**What this task involves:**
For every line in the records below that holds "columns", make a copy.

Saved entries:
§ §

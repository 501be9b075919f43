//! Simple integration tests for widgets module
//! This file contains basic smoke tests to ensure core functionality works

#[cfg(test)]
mod tests {
    use crate::{shared::theme::*, widgets::*};

    #[test]
    fn test_truncate_text_short_input() {
        let text = "test";
        let result = truncate_text(text, 10);
        assert_eq!(result, "test");
    }

    #[test]
    fn test_truncate_text_long_input_gets_ellipsis() {
        let text = "a fairly long todo description";
        let result = truncate_text(text, 12);
        assert!(result.ends_with("..."));
        assert!(result.len() <= 12 + 3);
    }

    #[test]
    fn test_truncate_text_wide_characters() {
        // Korean syllables are two columns wide; truncation must count
        // columns, not chars
        let text = "할일 목록을 정리하기";
        let result = truncate_text(text, 8);
        assert!(result.ends_with("..."));
    }

    #[test]
    fn test_status_icon_basic() {
        assert_eq!(status_icon(true), ModernIcons::COMPLETED);
        assert_eq!(status_icon(false), ModernIcons::PENDING);
    }

    #[test]
    fn test_modern_theme_creation() {
        let theme = ModernTheme::dark();
        // Theme created successfully
        let _ = theme; // Use variable to avoid warnings
    }
}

§ §

**Response below:**
        // Korean syllables are two columns wide; truncation must count
        // columns, not chars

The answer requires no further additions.